Adesso però c’è da affrontare un passaggio meno rilevante ma più insidioso per la tenuta della democrazia rappresentativa. Non mi faccio illusioni sul risultato. Malgrado le buone ragioni del NO credo che preverranno largamente i Sì. Rispetto alla vittoriosa battaglia referendaria del 2016 contro la riforma Renzi, che ribaltò in un mese sondaggi sfavorevoli, oggi le condizioni sono diverse. Allora al NO di chi, come noi, difendeva la democrazia rappresentativa disegnata dalla Costituzione si sommarono i voti dei partiti di opposizione che volevano far perdere al capo PD una battaglia decisiva. I sondaggi post elettorali svelarono che il 60% dei NO era composto da due terzi di voto politico antirenziano, grillino e leghista, e da un terzo (6 milioni) di “difensori della Costituzione”.

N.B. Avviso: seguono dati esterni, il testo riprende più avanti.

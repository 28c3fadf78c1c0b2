//! lixian - A client for the Xunlei offline-download service.
//!
//! The library drives the service's web endpoints: login and session
//! persistence, task listings, submission of URLs, magnets and torrents,
//! per-task operations and progress polling. A local [`TaskCache`] mirrors
//! the remote task list and is queried with a small filter language.
//!
//! # Example
//!
//! ```no_run
//! use std::sync::Arc;
//! use lixian::{ClientConfig, NoObserver, Session};
//!
//! # async fn example() -> lixian::Result<()> {
//! let session = Arc::new(Session::new(ClientConfig::default())?);
//! session.login("account", "password").await?;
//!
//! // Fill the cache and pick the finished BT tasks
//! session.get_tasks().await?;
//! for task in session.find_tasks("group=completed&status=normal&type=bt")?.values() {
//!     println!("{task}");
//! }
//!
//! // Submit a magnet and keep progress fresh in the background
//! session.add_task("magnet:?xt=urn:btih:...").await?;
//! let poller = session.spawn_poller(NoObserver);
//! poller.trigger();
//! poller.shutdown().await;
//! # Ok(())
//! # }
//! ```

#![warn(clippy::pedantic)]
#![warn(clippy::nursery)]

pub mod cache;
pub mod config;
pub mod decode;
pub mod error;
pub mod format;
pub mod hash;
pub mod jar;
pub mod listing;
mod ops;
pub mod poller;
pub mod session;
mod submit;
pub mod task;
pub mod transport;
pub mod url;

// Re-export main types for convenience
pub use cache::{Query, TaskCache};
pub use config::{AppConfig, ClientConfig, Endpoints, PathConfig, RetryPolicy};
pub use decode::{BtList, BtRecord, TaskListPage, UserAccount, UserInfo};
pub use error::{Error, Result};
pub use listing::Category;
pub use poller::{NoObserver, PollerHandle, TaskObserver};
pub use session::Session;
pub use task::{DownloadStatus, Flag, ProgressRecord, ProgressSnapshot, Task, TaskKind};
pub use url::Source;
/// Decoded `btResult` of a torrent upload.
#[derive(Debug, Clone, Default, PartialEq, Eq, Deserialize)]
#[serde(default)]
pub struct UploadedTorrent {
    #[serde(rename = "ret_value", deserialize_with = "lenient::int")]
    pub ret: i64,
    #[serde(rename = "infoid", deserialize_with = "lenient::string")]
    pub info_id: String,
    #[serde(rename = "ftitle", deserialize_with = "lenient::string")]
    pub name: String,
    #[serde(rename = "btsize", deserialize_with = "lenient::string")]
    pub size: String,
    #[serde(deserialize_with = "lenient::string")]
    pub is_full: String,
    #[serde(rename = "filelist")]
    pub files: Vec<UploadedFile>,
    #[serde(deserialize_with = "lenient::string")]
    pub random: String,
}

/// Decodes the inline script returned by a torrent upload.
///
/// # Errors
///
/// Returns [`Error::TaskAlreadyExists`] for the `edit_bt_list` shape and
/// [`Error::InvalidResponse`] otherwise.
pub fn torrent_upload(body: &str) -> Result<UploadedTorrent> {
    if let Some(caps) = UPLOAD_RE.captures(body) {
        return Ok(serde_json::from_str(&caps[1])?);
    }
    if UPLOAD_EXISTS_RE.is_match(body) {
        return Err(Error::TaskAlreadyExists);
    }
    Err(Error::InvalidResponse("torrent_upload"))
}

/// Result of a rename request.
#[derive(Debug, Clone, Default, PartialEq, Eq, Deserialize)]
#[serde(default)]
pub struct RenameReply {
    #[serde(deserialize_with = "lenient::int")]
    pub result: i64,
    #[serde(rename = "taskid", deserialize_with = "lenient::string")]
    pub task_id: String,
    #[serde(rename = "filename", deserialize_with = "lenient::string")]
    pub file_name: String,
}

/// Decodes the one-character-wrapped JSON of a rename answer.
///
/// # Errors
///
/// Returns [`Error::RenameFailed`] for a non-zero result and
/// [`Error::InvalidResponse`] for a body too short to unwrap.
pub fn rename(body: &str) -> Result<RenameReply> {
    let body = body.trim();
    let mut chars = body.chars();
    let (Some(_), Some(_)) = (chars.next(), chars.next_back()) else {
        return Err(Error::InvalidResponse("rename"));
    };
    let reply: RenameReply = serde_json::from_str(chars.as_str())?;
    if reply.result != 0 {
        return Err(Error::RenameFailed(reply.result));
    }
    Ok(reply)
}
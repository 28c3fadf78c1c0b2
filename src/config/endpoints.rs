//! Remote URL templates.

use serde::{Deserialize, Serialize};

/// Base URLs of the remote service.
///
/// Every request URL is derived from these, so tests can point a whole
/// session at a mock server.
#[derive(Debug, Clone, PartialEq, Eq, Serialize, Deserialize)]
#[serde(default)]
pub struct Endpoints {
    /// Host serving the login challenge and credential post.
    pub login_base: String,
    /// Host serving the task interface.
    pub lixian_base: String,
    /// Domains whose cookies make up a saved session, in file order.
    pub cookie_domains: Vec<String>,
}

impl Default for Endpoints {
    fn default() -> Self {
        Self {
            login_base: "http://login.xunlei.com".to_string(),
            lixian_base: "http://dynamic.cloud.vip.xunlei.com".to_string(),
            cookie_domains: vec![
                "http://xunlei.com".to_string(),
                "http://dynamic.cloud.vip.xunlei.com".to_string(),
            ],
        }
    }
}

pub(crate) fn escape(s: &str) -> String {
    url::form_urlencoded::byte_serialize(s.as_bytes()).collect()
}

impl Endpoints {
    /// Endpoints where every host is `base`.
    #[must_use]
    pub fn single_host(base: &str) -> Self {
        let base = base.trim_end_matches('/').to_string();
        Self {
            login_base: base.clone(),
            lixian_base: base.clone(),
            cookie_domains: vec![base.clone(), base],
        }
    }

    /// URL used to look up session cookies such as `userid`.
    #[must_use]
    pub fn cookie_url(&self) -> &str {
        self.cookie_domains
            .first()
            .map_or(self.lixian_base.as_str(), String::as_str)
    }

    fn interface(&self, tail: &str) -> String {
        format!("{}/interface/{tail}", self.lixian_base)
    }

    pub(crate) fn login_check(&self, account: &str, ts: i64) -> String {
        format!("{}/check?u={}&cachetime={ts}", self.login_base, escape(account))
    }

    pub(crate) fn sec2login(&self) -> String {
        format!("{}/sec2login/", self.login_base)
    }

    pub(crate) fn lixian_login(&self, ts: i64) -> String {
        format!("{}/login?cachetime={ts}&from=0", self.lixian_base)
    }

    pub(crate) fn task_home(&self, uid: &str) -> String {
        format!("{}/user_task?userid={uid}&st=4", self.lixian_base)
    }

    pub(crate) fn history_page(&self, uid: &str, page: u32) -> String {
        format!("{}/user_history?userid={uid}&p={page}", self.lixian_base)
    }

    pub(crate) fn expire_home(&self, uid: &str) -> String {
        format!("{}/user_history?type=1&userid={uid}", self.lixian_base)
    }

    pub(crate) fn showtask_unfresh(&self, type_id: u8, page: u32, page_size: u32) -> String {
        self.interface(&format!(
            "showtask_unfresh?type_id={type_id}&page={page}&tasknum={page_size}&p={page}&interfrom=task"
        ))
    }

    pub(crate) fn task_delay(&self, task_id: &str, ts: i64) -> String {
        self.interface(&format!("task_delay?taskids={task_id}_1&interfrom=task&noCacheIE={ts}"))
    }

    pub(crate) fn delay_once(&self) -> String {
        self.interface("delay_once?callback=anything")
    }

    /// Torrent download URL; also accepted by the magnet flow as a link.
    #[must_use]
    pub fn get_torrent(&self, uid: &str, info_hash: &str) -> String {
        self.interface(&format!("get_torrent?userid={uid}&infoid={info_hash}"))
    }

    pub(crate) fn task_pause(&self, tids: &str, uid: &str, ts: i64) -> String {
        self.interface(&format!("task_pause?tid={tids}&uid={uid}&noCacheIE={ts}"))
    }

    pub(crate) fn redownload(&self, ts: i64) -> String {
        self.interface(&format!("redownload?callback=jsonp{ts}"))
    }

    pub(crate) fn fill_bt_list(&self, task_id: &str, info_hash: &str, page: u32, uid: &str, ts: i64) -> String {
        self.interface(&format!(
            "fill_bt_list?callback=fill_bt_list&tid={task_id}&infoid={info_hash}&g_net=1&p={page}&uid={uid}&interfrom=task&noCacheIE={ts}"
        ))
    }

    pub(crate) fn task_check(&self, url: &str, from: &str, random: &str, ts: i64) -> String {
        self.interface(&format!(
            "task_check?callback=queryCid&url={}&interfrom={from}&random={random}&tcache={ts}",
            escape(url)
        ))
    }

    pub(crate) fn task_commit(&self, query: &str) -> String {
        self.interface(&format!("task_commit?{query}"))
    }

    pub(crate) fn batch_task_commit(&self, ts: i64) -> String {
        self.interface(&format!("batch_task_commit?callback=jsonp{ts}&t={ts}"))
    }

    pub(crate) fn torrent_upload(&self) -> String {
        self.interface("torrent_upload")
    }

    pub(crate) fn bt_task_commit(&self, ts: i64) -> String {
        self.interface(&format!("bt_task_commit?callback=jsonp{ts}"))
    }

    pub(crate) fn url_query(&self, link: &str, random: &str) -> String {
        self.interface(&format!("url_query?callback=queryUrl&u={}&random={random}", escape(link)))
    }

    pub(crate) fn rename(&self, query: &str) -> String {
        self.interface(&format!("rename?{query}"))
    }

    pub(crate) fn task_process(&self, ts: i64) -> String {
        self.interface(&format!("task_process?callback=jsonp{ts}&t={ts}"))
    }

    pub(crate) fn task_delete(&self, del_type: u8, ts: i64) -> String {
        self.interface(&format!("task_delete?callback=jsonp{ts}&type={del_type}&noCacheIE={ts}"))
    }
}

#[cfg(test)]
mod tests {
    use super::*;

    #[test]
    fn default_hosts() {
        let e = Endpoints::default();
        assert_eq!(e.cookie_url(), "http://xunlei.com");
        assert_eq!(
            e.task_home("42"),
            "http://dynamic.cloud.vip.xunlei.com/user_task?userid=42&st=4"
        );
        assert_eq!(e.sec2login(), "http://login.xunlei.com/sec2login/");
    }

    #[test]
    fn single_host_strips_trailing_slash() {
        let e = Endpoints::single_host("http://127.0.0.1:9000/");
        assert_eq!(e.lixian_base, "http://127.0.0.1:9000");
        assert_eq!(e.cookie_domains.len(), 2);
        assert_eq!(e.delay_once(), "http://127.0.0.1:9000/interface/delay_once?callback=anything");
    }

    #[test]
    fn query_parameters_are_escaped() {
        let e = Endpoints::default();
        let url = e.url_query("magnet:?xt=urn:btih:abc&dn=a b", "r1");
        assert!(url.contains("u=magnet%3A%3Fxt%3Durn%3Abtih%3Aabc%26dn%3Da+b"));
        assert!(url.ends_with("&random=r1"));
    }

    #[test]
    fn showtask_carries_page_twice() {
        let e = Endpoints::default();
        let url = e.showtask_unfresh(4, 3, 100);
        assert!(url.contains("type_id=4&page=3&tasknum=100&p=3&interfrom=task"));
    }
}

Questa volta invece c’è un fronte compatto dei partiti per il Sì: anche nel PD coloro che, in fondo in fondo, ammettono le ragioni del No si limitano a sussurrarle, per non disturbare troppo il manovratore, restio a legare il partito a una posizione politica “impopolare” e probabilmente perdente.

Noi, come Dellai, pensiamo invece che “ci sono buone battaglie che devono essere combattute”.

Chi vuole passare da un Parlamento di lacché a un Parlamento di “liberi e forti” cominci a votare NO al referendum populista sul taglio dei parlamentari. Sapendo che sarà solo l’inizio di una decisiva fase politica tutta da giocare. Anche mettendo in campo un nuovo soggetto politico.